The eternal battle between kindness and wisdom, logic and emotion has doomed these two families long before they ever came into contact with one another, and now, it’s just a matter of time before one of the groups wipes each other out, all in the name of making it through just one more day alive.

Beautifully shot on an Alexa camera, all of the nightmare sequences teeter gracefully in the void between reality and fantasy, deceiving the audience of what’s real and what’s not until the very end. The whole cast is superb, especially (and not surprisingly Joel Edgerton), and the commentary of the film cuts to the very core of the viewers’ being. Trey Edward Shults is a goddamn visionary, and although the version of the film that the Overlook Film Festival patrons witnessed this weekend isn’t quite finished yet, this is a movie that is not to be missed. It might just wind up being the best genre film of the year.



  • Can’t wait!!

  • Wil McMullen

    This sounds interesting. Im looking forward to seeing this.

  • J Jett

    Kalyn, THANK YOU, THANK YOU for bring back(?) the skulls rating system (to go along with your written review)!! i am definitely looking forward to seeing this movie but i’m waiting on reading any reviews about what happens in it (i plan on returning here to read your review after i see the film) and the skull ratings (which stopped appearing on this site for some reason) allows me/us to get an idea of a movie without any spoilers. so thank you again for including skulls! i can’t wait to see this movie!

    • Creepshow

      I didn’t read it either, and that’s a shame. Certain people’s reviews are WAY too much information “play-by-plays”. It’s one thing to “review” a film, and it’s another thing to have a complete “walk through” of it. The skulls help us know that a movie is decent, without reading someone’s diarrhea of the mouth. I’ve learned that Kalyn could use a “double shot” of Pepto Bismol before writing her reviews.

  • Corey

    Kinda sounds like it has a bit of a “The Last of Us” vibe without the monsters. I’m excited for it.

  • Vesuvian Villain

    I’m starting to come to terms with the idea that Joel Edgerton is extremely talented and might start raising the bar on acting and screenwriting in horror. If they can pull this off it could make another significant difference for R-rated. I may be wrong but I would assume the primary reason studios are more willing to finance PG-13 horror is based on profit. They believe if you’re adding 13-16 year olds into the market, you’re making more money. But as we all know, any fan of horror is going to see the movie, regardless of age if they’ve been told it’s actually scary. Their parents or siblings will get them in.

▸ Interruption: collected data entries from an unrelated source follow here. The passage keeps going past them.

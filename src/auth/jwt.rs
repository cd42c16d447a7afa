use std::time::Duration;

use axum::{
    async_trait,
    extract::{FromRef, FromRequestParts},
    http::request::Parts,
};
use jsonwebtoken::{decode, encode, DecodingKey, EncodingKey, Header, Validation};
use serde::{Deserialize, Serialize};
use time::{Duration as TimeDuration, OffsetDateTime};
use tracing::{debug, warn};

use crate::auth::repo::Role;
use crate::config::JwtConfig;
use crate::error::ApiError;
use crate::state::AppState;

/// Claims carried by an access token.
#[derive(Debug, Serialize, Deserialize, Clone)]
pub struct Claims {
    pub sub: i64,   // user ID
    pub role: Role, // student or admin
    pub exp: usize, // expiration time
    pub iat: usize, // issued at
    pub iss: String,
    pub aud: String,
}

/// Holds JWT signing and verification keys with config data.
#[derive(Clone)]
pub struct JwtKeys {
    encoding: EncodingKey,
    decoding: DecodingKey,
    issuer: String,
    audience: String,
    ttl: Duration,
}

impl JwtKeys {
    pub fn new(config: &JwtConfig) -> Self {
        Self {
            encoding: EncodingKey::from_secret(config.secret.as_bytes()),
            decoding: DecodingKey::from_secret(config.secret.as_bytes()),
            issuer: config.issuer.clone(),
            audience: config.audience.clone(),
            ttl: Duration::from_secs((config.ttl_minutes as u64) * 60),
        }
    }

    pub fn sign(&self, user_id: i64, role: Role) -> anyhow::Result<String> {
        let now = OffsetDateTime::now_utc();
        let exp = now + TimeDuration::seconds(self.ttl.as_secs() as i64);
        let claims = Claims {
            sub: user_id,
            role,
            iat: now.unix_timestamp() as usize,
            exp: exp.unix_timestamp() as usize,
            iss: self.issuer.clone(),
            aud: self.audience.clone(),
        };
        let token = encode(&Header::default(), &claims, &self.encoding)?;
        debug!(user_id = %user_id, role = ?role, "jwt signed");
        Ok(token)
    }

    pub fn verify(&self, token: &str) -> anyhow::Result<Claims> {
        let mut validation = Validation::default();
        validation.set_audience(std::slice::from_ref(&self.audience));
        validation.set_issuer(std::slice::from_ref(&self.issuer));
        let data = decode::<Claims>(token, &self.decoding, &validation)?;
        Ok(data.claims)
    }
}

impl FromRef<AppState> for JwtKeys {
    fn from_ref(state: &AppState) -> Self {
        Self::new(&state.config.jwt)
    }
}

fn bearer_claims<S>(parts: &Parts, state: &S) -> Result<Claims, ApiError>
where
    JwtKeys: FromRef<S>,
{
    let keys = JwtKeys::from_ref(state);
    let header = parts
        .headers
        .get(axum::http::header::AUTHORIZATION)
        .and_then(|v| v.to_str().ok())
        .ok_or(ApiError::Unauthorized)?;
    let token = header.strip_prefix("Bearer ").ok_or(ApiError::Unauthorized)?;

    keys.verify(token).map_err(|_| {
        warn!("invalid or expired token");
        ApiError::Unauthorized
    })
}

/// Any authenticated caller.
pub struct AuthUser(pub Claims);

#[async_trait]
impl<S> FromRequestParts<S> for AuthUser
where
    S: Send + Sync,
    JwtKeys: FromRef<S>,
{
    type Rejection = ApiError;

    async fn from_request_parts(parts: &mut Parts, state: &S) -> Result<Self, Self::Rejection> {
        Ok(AuthUser(bearer_claims(parts, state)?))
    }
}

/// An authenticated caller holding the admin role.
pub struct AdminUser(pub Claims);

#[async_trait]
impl<S> FromRequestParts<S> for AdminUser
where
    S: Send + Sync,
    JwtKeys: FromRef<S>,
{
    type Rejection = ApiError;

    async fn from_request_parts(parts: &mut Parts, state: &S) -> Result<Self, Self::Rejection> {
        let claims = bearer_claims(parts, state)?;
        if claims.role != Role::Admin {
            warn!(user_id = %claims.sub, "non-admin hit admin route");
            return Err(ApiError::Forbidden);
        }
        Ok(AdminUser(claims))
    }
}

#[cfg(test)]
mod tests {
    use super::*;

    fn make_keys(secret: &str) -> JwtKeys {
        JwtKeys::new(&JwtConfig {
            secret: secret.into(),
            issuer: "test-issuer".into(),
            audience: "test-aud".into(),
            ttl_minutes: 5,
        })
    }

    #[test]
    fn sign_and_verify_roundtrip() {
        let keys = make_keys("secret");
        let token = keys.sign(42, Role::Student).expect("sign");
        let claims = keys.verify(&token).expect("verify");
        assert_eq!(claims.sub, 42);
        assert_eq!(claims.role, Role::Student);
        assert_eq!(claims.iss, "test-issuer");
        assert_eq!(claims.aud, "test-aud");
    }

    #[test]
    fn admin_role_survives_roundtrip() {
        let keys = make_keys("secret");
        let token = keys.sign(7, Role::Admin).expect("sign");
        let claims = keys.verify(&token).expect("verify");
        assert_eq!(claims.role, Role::Admin);
    }

    #[test]
    fn verify_rejects_other_secret() {
        let good = make_keys("secret-a");
        let bad = make_keys("secret-b");
        let token = good.sign(1, Role::Student).expect("sign");
        assert!(bad.verify(&token).is_err());
    }

    #[test]
    fn verify_rejects_garbage() {
        let keys = make_keys("secret");
        assert!(keys.verify("not.a.token").is_err());
    }
}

    There might also be the idea that there are more movie theaters willing to carry PG-13 horror films over R. Haven’t really looked into that. But the point is, Deadpool made a significant difference for R rated in general. If this movie is genuinely scary, and the new IT is decent, studios might start to adjust accordingly.

    And I’m not saying there haven’t been great PG-13 horror movies, but personally, I tend to enjoy the R rated a lot more.

  • sliceanddice

    Looking forward to this but would like to go in blind.

  • Micah Unice

    I was there last night too, and as well-written as this review is, it’s a little spoilerific. Not knowing whether or not there was another (nonhuman) threat beyond the disease enhanced the experience for me. The less people are told the better IMO.

  • Shay Lauderdale

    Is Paul & Sarah brother & sister or husband & wife?? You put at the beginning that “the movie opens up with an extreme close-up shot of the wiltering face of Paul and Sarah’s father”, but before that the characters are described as “in which a seventeen-year-old boy named Travis (Kelvin Harrison Jr.), his father Paul (Joel Edgerton) and his mother Sarah (Carmen Ejogo) all live together”.
    Paul & Sarah are his parents, but they have the same father??

    • Micah Unice

      Paul and Sarah are married, and the dying man in the opening shot is Sarah’s biological father. Shults said in the q&a that the words Sarah speaks in that scene are the same ones he said to his own father IRL moments before he died. It’s powerful.